The 2020 Nobel Prize in Chemistry was awarded to Emmanuelle Charpentier e Jennifer A. Doudna: the two researchers have perfected the technique Crisprr, which allows you to cut and paste the DNA, thus rewriting the code of life. An award shared equally by French biochemistry and American chemistry: thanks to their discovery they have opened the way to many therapies that were once impossible.

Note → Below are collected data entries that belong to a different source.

//! The `FlightCreated` event published after a flight is stored.
//!
//! # Schema (version 1)
//!
//! | Field | Type | Notes |
//! |-------|------|-------|
//! | `flightId` | string | UUID, also the partition key |
//! | `number` | string | normalised flight number |
//! | `origin` | string | IATA code |
//! | `destination` | string | IATA code |
//! | `departureTime` | string | RFC 3339, UTC, second precision |
//! | `arrivalTime` | string | RFC 3339, UTC, second precision |
//! | `airline` | string | first two characters of `number` |
//! | `status` | string | status tag, e.g. `SCHEDULED` |
//!
//! Timestamps are always RFC 3339 strings in this schema version. A change of
//! encoding requires a new [`SCHEMA_VERSION`].

use crate::flight::Flight;
use chrono::SecondsFormat;
use serde::{Deserialize, Serialize};

/// Event type tag, sent in the `eventType` message header.
pub const FLIGHT_CREATED: &str = "FlightCreated";

/// Current schema version of [`FlightCreated`].
pub const SCHEMA_VERSION: u32 = 1;

/// Header carrying the event type.
pub const EVENT_TYPE_HEADER: &str = "eventType";

/// Header carrying the schema version.
pub const SCHEMA_VERSION_HEADER: &str = "schemaVersion";

/// Fact: a flight was created and durably stored.
#[derive(Clone, Debug, PartialEq, Eq, Serialize, Deserialize)]
#[serde(rename_all = "camelCase")]
pub struct FlightCreated {
    /// Flight id
    pub flight_id: String,
    /// Flight number
    pub number: String,
    /// Origin IATA code
    pub origin: String,
    /// Destination IATA code
    pub destination: String,
    /// Departure, RFC 3339
    pub departure_time: String,
    /// Arrival, RFC 3339
    pub arrival_time: String,
    /// Airline designator
    pub airline: String,
    /// Status tag
    pub status: String,
}

impl FlightCreated {
    /// Build the event payload for a stored flight.
    ///
    /// The flight number must be normalised (see [`Flight::airline`]).
    #[must_use]
    pub fn from_flight(flight: &Flight) -> Self {
        Self {
            flight_id: flight.id.to_string(),
            number: flight.number.clone(),
            origin: flight.origin.clone(),
            destination: flight.destination.clone(),
            departure_time: flight.departure_time.to_rfc3339_opts(SecondsFormat::Secs, true),
            arrival_time: flight.arrival_time.to_rfc3339_opts(SecondsFormat::Secs, true),
            airline: flight.airline().to_string(),
            status: flight.status.as_str().to_string(),
        }
    }
}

Two women Nobel Prize in chemistry: who are the scientists
For the first time in the history of Nobel Prizes dedicated to science, two women shared the most coveted prize by researchers from all over the world. Since its inception, in 1901, it has been assigned as a whole until now to just five women. Jennifer A. Doudna, 56, was born in 1964 a Washington. After her studies at Harvard University, she moved to the University of California, Berkeley, where she still works today. Emmanuelle Charpentier, 52, was born in 1968 in Juvisy-sur-Orge. He completed his studies at the Pasteur Institute and is currently working in Germany, in Berlin, where he directs the Max Planck Unit Institute for Pathogen Sciences.
In his speech, the Charpentier she stated that women can leave an important mark in science and it is equally important that “girls who want to work in research” know it. The Frenchwoman added that she hoped the Nobel received shows that “women can also have an impact through the research they do”.
Nobel Prize in chemistry, what is Crispr: the technique that ‘cuts and pastes’ DNA
The technique that cuts and glues the DNA, the Crispr (Clustered Regularly Interspaced Short Palindromic Repeats), was developed in 2013 by Jennifer Doudna ed Emmanuelle Charpentier. However, the Nobel prize awarded to them was highly anticipated, as the two scientists provided an unprecedented tool to rewrite the code of life.
Crispr is a ‘scissors‘natural that allows you to cut the DNA in specific points. It is inspired by the functioning of a common immune defense system among the battery. In fact, the technique allows to cancel, replace and literally rewrite entire sequences of the genetic code using the protein naturally present in a bacterium (called Cas9 endonuclease), guided in the exact point of the DNA to be ‘cut’ by an Rna molecule.
Crispr appeared in newspapers in April 2015, when it was used in China to rewrite the DNA of a embryo. In 2016, again in the Asian country, it was used on embryos to make them resistant to HIV virus.
What can be done thanks to Crispr: even the anti Covid tests
The Crispr technique is a very high precision instrument. It can be used from tumors to thalassemia, through cystic fibrosis, mosquito fighting and genetically modified plants, up to tests anti Covid. The thalassemia, known as Mediterranean anemia, was one of the first target diseases of Crispr.
Attention was drawn to the application of the technique to treat an aggressive form of leukemia in a little girl. In mice, a form of muscular dystrophy and a genetic disease that leads to blindness were treated. Crispr then made it possible to retouch the DNA of the mosquitoes to make them harmless, as a possible weapon anti–malaria.